The Fragility of Phishing Detection Models: Evidence from Cross-Corpus Transfer, Prevalence Shift, Artifact Learning, and Evasion Risk

Phishing detection models often report strong benchmark performance, yet their reliability under realistic deployment conditions remains uncertain. This study examines this problem by investigating three failure modes of cross-dataset phishing email detection: corpus generalisation failure, asymmetric prevalence-shift failure, and artifact-driven spurious learning.
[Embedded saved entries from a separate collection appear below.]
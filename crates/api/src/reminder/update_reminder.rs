use super::{find_user_reminder, has_conflict};
use crate::error::AgendaError;
use crate::shared::{
    auth::protect_route,
    usecase::{execute, UseCase},
};
use actix_web::{web, HttpRequest, HttpResponse};
use agenda_api_structs::update_reminder::*;
use agenda_domain::{Reminder, ReminderChannel, ReminderValidationError, User, ID};
use agenda_infra::AgendaContext;

pub async fn update_reminder_controller(
    http_req: HttpRequest,
    path_params: web::Path<PathParams>,
    body: web::Json<RequestBody>,
    ctx: web::Data<AgendaContext>,
) -> Result<HttpResponse, AgendaError> {
    let user = protect_route(&http_req, &ctx).await?;

    let body = body.0;
    let usecase = UpdateReminderUseCase {
        user,
        reminder_id: path_params.reminder_id,
        event_id: body.event,
        minutes_before: body.minutes_before,
        channel: body.channel,
    };

    execute(usecase, &ctx)
        .await
        .map(|reminder| HttpResponse::Ok().json(APIResponse::new(reminder)))
        .map_err(AgendaError::from)
}

#[derive(Debug)]
pub struct UpdateReminderUseCase {
    pub user: User,
    pub reminder_id: ID,
    pub event_id: Option<ID>,
    pub minutes_before: Option<i64>,
    pub channel: Option<ReminderChannel>,
}

#[derive(Debug, PartialEq)]
pub enum UseCaseError {
    NotFound(ID),
    EventNotFound(ID),
    NotEventOwner(ID),
    InvalidReminder(ReminderValidationError),
    Duplicate,
    StorageError,
}

impl From<UseCaseError> for AgendaError {
    fn from(e: UseCaseError) -> Self {
        match e {
            UseCaseError::NotFound(reminder_id) => Self::NotFound(format!(
                "The reminder with id: {}, was not found.",
                reminder_id
            )),
            UseCaseError::EventNotFound(event_id) => Self::NotFound(format!(
                "The event with id: {}, was not found.",
                event_id
            )),
            UseCaseError::NotEventOwner(event_id) => Self::Forbidden(format!(
                "You can not move reminders to the event with id: {}.",
                event_id
            )),
            UseCaseError::InvalidReminder(e) => Self::BadClientData(e.to_string()),
            UseCaseError::Duplicate => Self::Conflict(
                "The event already has a reminder with the same lead time and channel.".into(),
            ),
            UseCaseError::StorageError => Self::InternalError,
        }
    }
}

#[async_trait::async_trait(?Send)]
impl UseCase for UpdateReminderUseCase {
    type Response = Reminder;

    type Error = UseCaseError;

    const NAME: &'static str = "UpdateReminder";

    /// `scheduled_for` is recomputed from the (possibly new) event, the
    /// sent state is left untouched
    async fn execute(&mut self, ctx: &AgendaContext) -> Result<Self::Response, Self::Error> {
        let mut reminder = find_user_reminder(&self.reminder_id, &self.user, ctx)
            .await
            .ok_or(UseCaseError::NotFound(self.reminder_id))?;

        let event_id = self.event_id.unwrap_or(reminder.event_id);
        let event = ctx
            .repos
            .events
            .find(&event_id)
            .await
            .ok_or(UseCaseError::EventNotFound(event_id))?;
        if event.user_id != self.user.id {
            return Err(UseCaseError::NotEventOwner(event.id));
        }

        if let Some(minutes_before) = self.minutes_before {
            reminder.minutes_before = minutes_before;
        }
        if let Some(channel) = self.channel {
            reminder.channel = channel;
        }
        reminder
            .reschedule(&event)
            .map_err(UseCaseError::InvalidReminder)?;

        if has_conflict(&reminder, ctx)
            .await
            .map_err(|_| UseCaseError::StorageError)?
        {
            return Err(UseCaseError::Duplicate);
        }

        ctx.repos
            .reminders
            .save(&reminder)
            .await
            .map_err(|_| UseCaseError::StorageError)?;

        Ok(reminder)
    }
}

#[cfg(test)]
mod test {
    use super::*;
    use crate::event::CreateEventUseCase;
    use crate::shared::testing::{insert_user, setup, TestContext};
    use agenda_api_structs::dtos::ReminderInputDTO;
    use agenda_domain::Event;
    use chrono::{prelude::*, Duration};

    async fn create_event(
        ctx: &AgendaContext,
        user: &User,
        start: DateTime<Utc>,
        reminders: Vec<ReminderInputDTO>,
    ) -> (Event, Vec<Reminder>) {
        CreateEventUseCase {
            user: user.clone(),
            title: "Review".into(),
            description: String::new(),
            location: String::new(),
            start,
            end: start + Duration::hours(1),
            is_all_day: false,
            reminders,
        }
        .execute(ctx)
        .await
        .unwrap()
    }

    fn usecase(user: &User, reminder: &Reminder) -> UpdateReminderUseCase {
        UpdateReminderUseCase {
            user: user.clone(),
            reminder_id: reminder.id,
            event_id: None,
            minutes_before: None,
            channel: None,
        }
    }

    #[actix_web::test]
    async fn changes_lead_time_and_event() {
        let TestContext { ctx, user, .. } = setup().await;
        let start = Utc.with_ymd_and_hms(2025, 10, 8, 14, 0, 0).unwrap();
        let (_, reminders) = create_event(&ctx, &user, start, vec![]).await;
        let (other_event, _) =
            create_event(&ctx, &user, start + Duration::days(1), vec![]).await;

        let mut uc = usecase(&user, &reminders[0]);
        uc.minutes_before = Some(60);
        let updated = uc.execute(&ctx).await.unwrap();
        assert_eq!(updated.scheduled_for(), start - Duration::hours(1));

        let mut uc = usecase(&user, &reminders[0]);
        uc.event_id = Some(other_event.id);
        let moved = uc.execute(&ctx).await.unwrap();
        assert_eq!(moved.event_id, other_event.id);
        assert_eq!(moved.minutes_before, 60);
        assert_eq!(
            moved.scheduled_for(),
            other_event.start - Duration::hours(1)
        );
        assert_eq!(ctx.repos.reminders.find(&moved.id).await, Some(moved));
    }

    #[actix_web::test]
    async fn rejects_conflicts_and_foreign_targets() {
        let TestContext { ctx, user, .. } = setup().await;
        let start = Utc.with_ymd_and_hms(2025, 10, 8, 14, 0, 0).unwrap();
        let inputs = vec![
            ReminderInputDTO {
                minutes_before: Some(10),
                channel: None,
            },
            ReminderInputDTO {
                minutes_before: Some(20),
                channel: None,
            },
        ];
        let (_, reminders) = create_event(&ctx, &user, start, inputs).await;

        let mut uc = usecase(&user, &reminders[0]);
        uc.minutes_before = Some(20);
        assert_eq!(uc.execute(&ctx).await.unwrap_err(), UseCaseError::Duplicate);

        let other = insert_user(&ctx, "bob").await;
        let (foreign_event, _) = create_event(&ctx, &other, start, vec![]).await;
        let mut uc = usecase(&user, &reminders[0]);
        uc.event_id = Some(foreign_event.id);
        assert_eq!(
            uc.execute(&ctx).await.unwrap_err(),
            UseCaseError::NotEventOwner(foreign_event.id)
        );

        let mut uc = usecase(&other, &reminders[0]);
        assert_eq!(
            uc.execute(&ctx).await.unwrap_err(),
            UseCaseError::NotFound(reminders[0].id)
        );
    }
}
use super::IUserRepo;
use agenda_domain::{User, ID};
use chrono::{DateTime, Utc};
use sqlx::{types::Uuid, FromRow, PgPool};
use tracing::error;

pub struct PostgresUserRepo {
    pool: PgPool,
}

impl PostgresUserRepo {
    pub fn new(pool: PgPool) -> Self {
        Self { pool }
    }

    async fn find_one(&self, column: &str, value: &str) -> Option<User> {
        let query = format!("SELECT * FROM users WHERE {} = $1", column);
        match sqlx::query_as::<_, UserRaw>(&query)
            .bind(value)
            .fetch_optional(&self.pool)
            .await
        {
            Ok(user) => user.map(|u| u.into()),
            Err(e) => {
                error!("Unable to query users by {}: {:?}", column, e);
                None
            }
        }
    }
}

#[derive(Debug, FromRow)]
struct UserRaw {
    user_uid: Uuid,
    username: String,
    email: String,
    api_token: String,
    created: DateTime<Utc>,
}

impl From<UserRaw> for User {
    fn from(raw: UserRaw) -> Self {
        Self {
            id: raw.user_uid.into(),
            username: raw.username,
            email: raw.email,
            api_token: raw.api_token,
            created: raw.created,
        }
    }
}

#[async_trait::async_trait]
impl IUserRepo for PostgresUserRepo {
    async fn insert(&self, user: &User) -> anyhow::Result<()> {
        sqlx::query(
            r#"
            INSERT INTO users(user_uid, username, email, api_token, created)
            VALUES($1, $2, $3, $4, $5)
            "#,
        )
        .bind(user.id.inner_ref())
        .bind(&user.username)
        .bind(&user.email)
        .bind(&user.api_token)
        .bind(user.created)
        .execute(&self.pool)
        .await?;

        Ok(())
    }

    async fn find(&self, user_id: &ID) -> Option<User> {
        match sqlx::query_as::<_, UserRaw>("SELECT * FROM users WHERE user_uid = $1")
            .bind(user_id.inner_ref())
            .fetch_optional(&self.pool)
            .await
        {
            Ok(user) => user.map(|u| u.into()),
            Err(e) => {
                error!("Unable to find user {}: {:?}", user_id, e);
                None
            }
        }
    }

    async fn find_by_api_token(&self, api_token: &str) -> Option<User> {
        if api_token.is_empty() {
            return None;
        }
        self.find_one("api_token", api_token).await
    }

    async fn find_by_username(&self, username: &str) -> Option<User> {
        self.find_one("username", username).await
    }

    async fn find_by_email(&self, email: &str) -> Option<User> {
        self.find_one("email", &User::normalize_email(email)).await
    }
}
Using six public email corpora, CEAS_08, Enron, Ling, Nazario, Nigerian Fraud, and SpamAssassin, the study evaluates Term Frequency (TF) and Inverse Document Frequency (IDF)-based Logistic Regression and Linear Support Vector Classifier (SVC) models across pooled baseline testing, single-corpus cross-dataset transfer, leave-one-corpus-out pooled training, prevalence-shift simulation, training-prevalence manipulation, dataset-identification analysis, top-feature inspection, artifact-removal ablation, and targeted artifact masking. The findings show that single-corpus models are unstable under cross-dataset transfer, with F1-scores varying substantially across source–target combinations. In contrast, leave-one-corpus-out pooled training improves robustness, with Logistic Regression achieving sustained F1-scores between 0.8201 and 0.8994, and Linear SVC achieving F1-scores between 0.7607 and 0.8910 across unseen corpora. Prevalence-shift experiments reveal that failure is asymmetric and threshold-dependent. High-prevalence-trained models maintain high recall under fixed thresholds but suffer sharp recall degradation when operational alert-budget constraints are imposed. Conversely, low-prevalence-trained models become overly conservative in high-threat environments, producing high precision but substantially lower recall and poorer calibration. Artifact analyses further show that source corpus identity is highly learnable, with dataset-identification accuracy reaching 0.9722 for Logistic Regression and 0.9806 for Linear SVC. Top-feature and masking analyses indicate that models rely partly on corpus markers, date tokens, URL/domain terms, headers, and other artifact-like features rather than only general phishing indicators. The study contributes a deployment-aware and adversary-aware evaluation framework for phishing detection. It shows that benchmark accuracy alone is insufficient for assessing real-world robustness and that reliable phishing detection requires cross-corpus validation, prevalence-aware thresholding, and systematic testing for artifact-driven spurious learning.